WORK INSTRUCTION: If a line holds the word "into", copy it from the entries.

[Stored data]
━━━━━━

//! Integration test: private exports, activation tokens and imports.
//!
//! An exporting account declares a private export, signs an activation for
//! an importing account, and the importer turns the token into an import.

use nsc_core::activation::{import_from_token, read_token_source};
use nsc_core::jwt::{Export, ExportKind};
use nsc_core::{
    generate_activation, ActivationRequest, AddOptions, ClaimEdit, Claims, EntityRef, ErrorKind,
    FixedClock, KeyPair, KeyRole, KeyStore, NscError, TrustStore,
};

const NOW: FixedClock = FixedClock(1_700_000_000);

/// Operator `O` with exporter `A` and importer `B`.
fn setup(dir: &std::path::Path) -> (TrustStore, Claims, Claims) {
    let store = TrustStore::create(dir.join("stores"), KeyStore::new(dir.join("nkeys"))).unwrap();
    store.add_operator(&AddOptions::named("O"), &NOW).unwrap();
    let a = store.add_account("O", &AddOptions::named("A"), &NOW).unwrap();
    let b = store.add_account("O", &AddOptions::named("B"), &NOW).unwrap();
    (store, a, b)
}

fn add_export(store: &TrustStore, account: &str, export: Export) {
    store
        .edit_claim(
            &EntityRef::account("O", account),
            &[ClaimEdit::AddExport(export)],
            None,
            &NOW,
        )
        .expect("export should be added");
}

fn request(account: &str, subject: Option<&str>, target: &str) -> ActivationRequest {
    ActivationRequest {
        account: Some(account.to_string()),
        subject: subject.map(str::to_string),
        target_account: target.to_string(),
        ..ActivationRequest::default()
    }
}

#[test]
fn activation_to_import_roundtrip() {
    let dir = tempfile::tempdir().unwrap();
    let (store, a, b) = setup(dir.path());
    add_export(&store, "A", Export::new("orders.>", ExportKind::Stream, true));

    // ── Generate for a narrower subject, written to a file ──────────────
    let out = dir.path().join("orders.jwt");
    let req = ActivationRequest {
        output: Some(out.clone()),
        expiry: "30d".into(),
        ..request("A", Some("orders.eu"), &b.sub)
    };
    let activation = generate_activation(&store, "O", &req, &NOW).unwrap();
    assert_eq!(activation.account, "A");
    assert_eq!(activation.claims.iss, a.sub);
    assert_eq!(activation.claims.sub, b.sub);
    assert_eq!(activation.claims.exp, Some(1_700_000_000 + 30 * 86_400));
    let payload = activation.claims.as_activation().unwrap();
    assert_eq!(payload.subject, "orders.eu");
    assert_eq!(payload.kind, ExportKind::Stream);

    let text = std::fs::read_to_string(&out).unwrap();
    assert!(text.starts_with("-----BEGIN NATS ACTIVATION JWT-----"));
    assert!(text.contains("------END NATS ACTIVATION JWT------"));

    // ── Import it into B ────────────────────────────────────────────────
    let token = read_token_source(out.to_str().unwrap()).unwrap();
    assert_eq!(token, activation.token);
    let import = import_from_token(&token, &b.sub, NOW.0).unwrap();
    assert_eq!(import.account, a.sub);
    assert_eq!(import.subject, "orders.eu");

    let b_entity = EntityRef::account("O", "B");
    store
        .edit_claim(&b_entity, &[ClaimEdit::AddImport(import)], None, &NOW)
        .unwrap();
    let b = store.verify_chain(&b_entity).unwrap();
    assert_eq!(b.as_account().unwrap().imports.len(), 1);

    // Another account cannot use B's token.
    let c = store.add_account("O", &AddOptions::named("C"), &NOW).unwrap();
    let err = import_from_token(&token, &c.sub, NOW.0).unwrap_err();
    assert_eq!(err.kind(), ErrorKind::Validation);

    // Nor can B once it has expired.
    let later = NOW.0 + 31 * 86_400;
    assert!(import_from_token(&token, &b.sub, later).is_err());
}

#[test]
fn activation_single_private_export_defaults_subject() {
    let dir = tempfile::tempdir().unwrap();
    let (store, _a, b) = setup(dir.path());
    add_export(&store, "A", Export::new("foo.>", ExportKind::Service, true));
    add_export(&store, "A", Export::new("public.>", ExportKind::Stream, false));

    let activation = generate_activation(&store, "O", &request("A", None, &b.sub), &NOW).unwrap();
    let payload = activation.claims.as_activation().unwrap();
    assert_eq!(payload.subject, "foo.>");
    assert_eq!(payload.kind, ExportKind::Service);
}

#[test]
fn activation_error_cases() {
    let dir = tempfile::tempdir().unwrap();
    let (store, _a, b) = setup(dir.path());

    let err = generate_activation(&store, "O", &request("A", None, &b.sub), &NOW).unwrap_err();
    assert!(matches!(err, NscError::NoExports(_)));
    assert_eq!(err.to_string(), "account \"A\" doesn't have exports");

    add_export(&store, "A", Export::new("pub", ExportKind::Stream, false));
    let err = generate_activation(&store, "O", &request("A", None, &b.sub), &NOW).unwrap_err();
    assert_eq!(
        err.to_string(),
        "account \"A\" doesn't have exports that require token generation"
    );

    add_export(&store, "A", Export::new("priv.*", ExportKind::Stream, true));
    let err = generate_activation(&store, "O", &request("A", Some("other.x"), &b.sub), &NOW)
        .unwrap_err();
    assert_eq!(err.kind(), ErrorKind::SubjectNotContained);

    let err = generate_activation(&store, "O", &request("A", Some("priv.x"), ""), &NOW).unwrap_err();
    assert!(err.to_string().contains("target-account cannot be empty"));

    let user_key = KeyPair::generate(KeyRole::User).public_key();
    let err =
        generate_activation(&store, "O", &request("A", Some("priv.x"), &user_key), &NOW).unwrap_err();
    assert_eq!(err.kind(), ErrorKind::KeyRoleMismatch);
}

#[test]
fn activation_signed_by_account_signing_key() {
    let dir = tempfile::tempdir().unwrap();
    let (store, a, b) = setup(dir.path());
    add_export(&store, "A", Export::new("svc", ExportKind::Service, true));

    let ask = KeyPair::generate(KeyRole::Account);
    store
        .edit_claim(
            &EntityRef::account("O", "A"),
            &[ClaimEdit::AddSigningKey(ask.public_key())],
            None,
            &NOW,
        )
        .unwrap();

    let req = ActivationRequest {
        signer: Some(ask.clone()),
        ..request("A", Some("svc"), &b.sub)
    };
    let activation = generate_activation(&store, "O", &req, &NOW).unwrap();
    assert_eq!(activation.claims.iss, ask.public_key());

    // The import still points at the exporting account.
    let import = import_from_token(&activation.token, &b.sub, NOW.0).unwrap();
    assert_eq!(import.account, a.sub);

    // A key the account never delegated to is refused.
    let stranger = KeyPair::generate(KeyRole::Account);
    let req = ActivationRequest {
        signer: Some(stranger),
        ..request("A", Some("svc"), &b.sub)
    };
    assert!(generate_activation(&store, "O", &req, &NOW).is_err());
}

━━━━━━

ANSWER SPACE:
//! an importing account, and the importer turns the token into an import.
        expiry: "30d".into(),
    // ── Import it into B ────────────────────────────────────────────────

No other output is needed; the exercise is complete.